狂気のミッシングリンクにして探偵小説的冒険活劇の要素が深い。そして、金田一耕介のある特徴が……
小説そのものを読むのは久しぶりとはいえ、三、四度目、その間に本書を原作としたドラマや映画を視聴していたこともあってストーリーそのものはほとんど頭のなかに入り込んでいた通り。なので求めているのは驚きというよりも発見であり伏線の妙……、のつもりだったが、なんかいろいろなところが目についてしまった。
まずは雰囲気作りの巧みさ。これに関しては文句なしに巧い。岡山の八つ墓村の起源という土地の場。戦国時代の伝説を軸に、津山三十人殺しを踏まえたと思われる三十二人殺しという二重の歴史。この部分は常に映像化された際のキモでもあるので、幼少時にトラウマとなっている方も多いのではないだろうか。ここに加えて、一族の「血」が織りなす人間模様を加える。主人公の恐怖、周囲の人々の無力と懼れ。そして、屋敷の離れがそのまま鍾乳洞の入り口となるという場所の美。蝋燭の光に照らされる鍾乳洞という雰囲気は、恐怖小説、幻想小説のそれと同時に、少年冒険小説としても定番の場所といえるのではないだろうか。
こういった背景を踏まえて発生する事件。ミッシングリンクテーマとしては、それなりに今でも通用するのではないかと思われる。当初は無差別殺人とも見られた事件が、村を構成している分子を重ね合わせることによって見えてくる新たな軸。同じ役割を果たす二人のうち一人が殺されるという恐怖感の盛り上げ方も優れている。もちろん、その更に裏にはもう一つの真実があるのであるが、犯人が分かっていてもこちらまで見通すことはかなり困難だろう。このテーマを創造してしまう横溝の構想力はやはり素直に凄いと思われる。
そして展開。特に主人公が村にとって余所者、さらに事件の容疑者となることによって、鍾乳洞を中心とした冒険が強いられる。こういった場面を作ることにより、動、静両方のテンションに配慮している。特に終盤の村人と主人公との息詰まる攻防などは一流のパニック小説を読んでいるが如し。

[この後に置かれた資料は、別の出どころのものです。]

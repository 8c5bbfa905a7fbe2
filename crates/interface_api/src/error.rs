//! API error handling

use axum::{
    http::StatusCode,
    response::{IntoResponse, Response},
    Json,
};
use serde::Serialize;
use thiserror::Error;

use pricing_engine::ValidationFailure;

/// API error types
#[derive(Debug, Error)]
pub enum ApiError {
    #[error("Not found: {0}")]
    NotFound(String),

    #[error(transparent)]
    Validation(#[from] ValidationFailure),

    #[error("Internal server error: {0}")]
    Internal(String),
}

/// Error response body
#[derive(Debug, Serialize)]
pub struct ErrorResponse {
    pub error: String,
    pub message: String,
}

impl IntoResponse for ApiError {
    fn into_response(self) -> Response {
        let (status, error_type, message) = match &self {
            ApiError::NotFound(msg) => (StatusCode::NOT_FOUND, "not_found", msg.clone()),
            ApiError::Validation(failure) => {
                (StatusCode::BAD_REQUEST, failure.code(), failure.to_string())
            }
            ApiError::Internal(msg) => {
                (StatusCode::INTERNAL_SERVER_ERROR, "internal_error", msg.clone())
            }
        };

        let body = ErrorResponse {
            error: error_type.to_string(),
            message,
        };

        (status, Json(body)).into_response()
    }
}
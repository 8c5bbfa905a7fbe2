//! Premium Calculation Tests
//!
//! Pins the exact premium values for the documented scenarios and checks
//! the adjustment, rounding, coverage, and classification rules end to end
//! through validate-then-calculate, the same path the HTTP layer takes.
//!
//! # Test Organization
//!
//! - `adjustment_tests` - age multiplier and conditional surcharges/discounts
//! - `coverage_tests` - add-on breakdown and totals
//! - `classification_tests` - premium/peasant threshold behavior

use pricing_engine::{
    calculate_premium, validate_quote_request, AgeCategory, QuoteRequest, QuoteResult, QuoteStatus,
    RateTable,
};
use rust_decimal_macros::dec;
use serde_json::{json, Value};

fn priced(body: Value) -> QuoteResult {
    let rates = RateTable::standard();
    let request: QuoteRequest = serde_json::from_value(body).expect("body should deserialize");
    let validated = validate_quote_request(&request, &rates).expect("request should validate");
    calculate_premium(&validated, &rates)
}

mod adjustment_tests {
    use super::*;

    /// 1200 * 1.0 adult multiplier * 0.9 prime-age car discount
    #[test]
    fn test_adult_car_gets_prime_age_discount() {
        let result = priced(json!({"vehicleType": "car", "driverAge": 35}));

        assert_eq!(result.age_category, AgeCategory::Adult);
        assert_eq!(result.base_premium, dec!(1200));
        assert_eq!(result.age_multiplier, dec!(1.0));
        assert_eq!(result.calculated_premium, dec!(1080.00));
        assert_eq!(result.final_premium, dec!(1080.00));
    }

    /// 800 * 1.8 young multiplier * 1.5 young-rider surcharge
    #[test]
    fn test_young_motorcycle_rider_surcharge() {
        let result = priced(json!({"vehicleType": "motorcycle", "driverAge": 20}));

        assert_eq!(result.age_category, AgeCategory::Young);
        assert_eq!(result.final_premium, dec!(2160.00));
        assert_eq!(result.status, QuoteStatus::Premium);
    }

    /// 1800 * 1.3 senior multiplier * 1.2 senior-trucker surcharge
    #[test]
    fn test_senior_truck_driver_surcharge() {
        let result = priced(json!({"vehicleType": "truck", "driverAge": 75}));

        assert_eq!(result.age_category, AgeCategory::Senior);
        assert_eq!(result.final_premium, dec!(2808.00));
    }

    /// The car discount only applies inside 30..=50
    #[test]
    fn test_discount_window_boundaries() {
        assert_eq!(
            priced(json!({"vehicleType": "car", "driverAge": 29})).calculated_premium,
            dec!(1200.00)
        );
        assert_eq!(
            priced(json!({"vehicleType": "car", "driverAge": 30})).calculated_premium,
            dec!(1080.00)
        );
        assert_eq!(
            priced(json!({"vehicleType": "car", "driverAge": 50})).calculated_premium,
            dec!(1080.00)
        );
        assert_eq!(
            priced(json!({"vehicleType": "car", "driverAge": 51})).calculated_premium,
            dec!(1200.00)
        );
    }

    /// Motorcycle surcharge stops at 21; truck surcharge starts above 70
    #[test]
    fn test_surcharge_boundaries() {
        assert_eq!(
            priced(json!({"vehicleType": "motorcycle", "driverAge": 21})).calculated_premium,
            dec!(1440.00)
        );
        assert_eq!(
            priced(json!({"vehicleType": "truck", "driverAge": 70})).calculated_premium,
            dec!(2340.00)
        );
        assert_eq!(
            priced(json!({"vehicleType": "truck", "driverAge": 71})).calculated_premium,
            dec!(2808.00)
        );
    }

    /// Unadjusted vehicles are just base rate times multiplier
    #[test]
    fn test_suv_and_van_have_no_conditional_adjustments() {
        assert_eq!(
            priced(json!({"vehicleType": "suv", "driverAge": 40})).calculated_premium,
            dec!(1500.00)
        );
        assert_eq!(
            priced(json!({"vehicleType": "van", "driverAge": 20})).calculated_premium,
            dec!(2520.00)
        );
    }

    /// Identical input yields a byte-identical serialized result
    #[test]
    fn test_calculation_is_idempotent() {
        let body = json!({
            "vehicleType": "car",
            "driverAge": 35,
            "coverageSelections": {"glassCoverage": true}
        });

        let first = serde_json::to_string(&priced(body.clone())).unwrap();
        let second = serde_json::to_string(&priced(body)).unwrap();
        assert_eq!(first, second);
    }
}

mod coverage_tests {
    use super::*;

    #[test]
    fn test_all_coverages_selected() {
        let result = priced(json!({
            "vehicleType": "car",
            "driverAge": 35,
            "coverageSelections": {
                "roadsideAssistance": true,
                "rentalCar": true,
                "glassCoverage": true
            }
        }));

        assert_eq!(result.total_coverage_cost, dec!(290));
        assert_eq!(result.final_premium, dec!(1370.00));

        let breakdown = serde_json::to_value(&result).unwrap();
        assert_eq!(breakdown["coverageBreakdown"]["roadsideAssistance"].as_f64(), Some(75.0));
        assert_eq!(breakdown["coverageBreakdown"]["rentalCar"].as_f64(), Some(120.0));
        assert_eq!(breakdown["coverageBreakdown"]["glassCoverage"].as_f64(), Some(95.0));
    }

    #[test]
    fn test_false_selection_is_absent_not_zero() {
        let result = priced(json!({
            "vehicleType": "car",
            "driverAge": 35,
            "coverageSelections": {"roadsideAssistance": true, "rentalCar": false}
        }));

        assert_eq!(result.total_coverage_cost, dec!(75));
        assert_eq!(result.final_premium, dec!(1155.00));

        let json = serde_json::to_value(&result).unwrap();
        assert!(json["coverageBreakdown"].get("rentalCar").is_none());
    }

    #[test]
    fn test_no_selections_means_zero_coverage_cost() {
        let result = priced(json!({"vehicleType": "van", "driverAge": 45}));

        assert_eq!(result.total_coverage_cost, dec!(0));
        assert!(result.coverage_breakdown.is_empty());
    }
}

mod classification_tests {
    use super::*;

    #[test]
    fn test_premium_status_and_message() {
        let result = priced(json!({"vehicleType": "car", "driverAge": 40}));

        assert_eq!(result.status, QuoteStatus::Premium);
        assert_eq!(result.message, "Standard premium calculated successfully");
        assert_eq!(result.currency, "USD");
    }

    #[test]
    fn test_peasant_status_and_message() {
        let result = priced(json!({"vehicleType": "truck", "driverAge": 18}));

        // 1800 * 1.8 = 3240, above the 2500 threshold
        assert_eq!(result.final_premium, dec!(3240.00));
        assert_eq!(result.status, QuoteStatus::Peasant);
        assert_eq!(
            result.message,
            "High-risk profile - premium exceeds standard rates"
        );
    }

    /// Coverage add-ons can push an otherwise standard quote over the
    /// threshold
    #[test]
    fn test_coverage_can_tip_the_threshold() {
        // 1800 * 1.3 = 2340, under the threshold on its own
        let without = priced(json!({"vehicleType": "truck", "driverAge": 68}));
        assert_eq!(without.final_premium, dec!(2340.00));
        assert_eq!(without.status, QuoteStatus::Premium);

        let with = priced(json!({
            "vehicleType": "truck",
            "driverAge": 68,
            "coverageSelections": {
                "roadsideAssistance": true,
                "rentalCar": true,
                "glassCoverage": true
            }
        }));
        assert_eq!(with.final_premium, dec!(2630.00));
        assert_eq!(with.status, QuoteStatus::Peasant);
    }
}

そういった素晴らしいポイントを列挙するにやっぱり「売れた作品」なのだなあ、と思うのではあるが、物語における瑕疵、そしてずっと金田一耕助に付いて回る悪名は、この作品がそもそものきっかけになっているのではないかと思うのだ。即ち、金田一耕助が名探偵として機能していないこと。探偵として事件のほぼ最初からずっと村に滞在しておきながら、出るべき犠牲者をきっちり最後の一人まで死なせてしまう。事件の絵解きは最後にするものの、全てが終了してしまった後だけに何か物足りない。犯人が分かっていたのなら、一人くらい救えよ、とツッコミを入れてたくなるのは致し方ないと思う。

題名が一人歩きしていて、横溝正史の代表作品として挙げられる作品ではあるが『本陣殺人事件』や『獄門島』といったあたりと比べると、広義のミステリとしてはとにかく、本格ミステリとしては一歩譲る出来である。「横溝正史作品を一冊読んでみようかな」と考えておられる初心者の方には、本書よりもやはり前述二冊あたりから入って欲しいように思う。もちろん、読み進める過程のなかで押さえて欲しい作品ではあるけれど。


04/02/09
高嶋哲夫「イントゥルーダー」(文春文庫'02)

'99年、第16回サントリーミステリー大賞の大賞及び読者賞のダブル受賞作品。本書から実は四年連続でサンミス大賞は「親子の物語」が受賞し続けることになるのであるが、その端緒となった。高嶋氏は本書以降旺盛に執筆を重ねており、原発や国際情勢を下敷きにしたスケールの大きい作品を数多く発表し続けている。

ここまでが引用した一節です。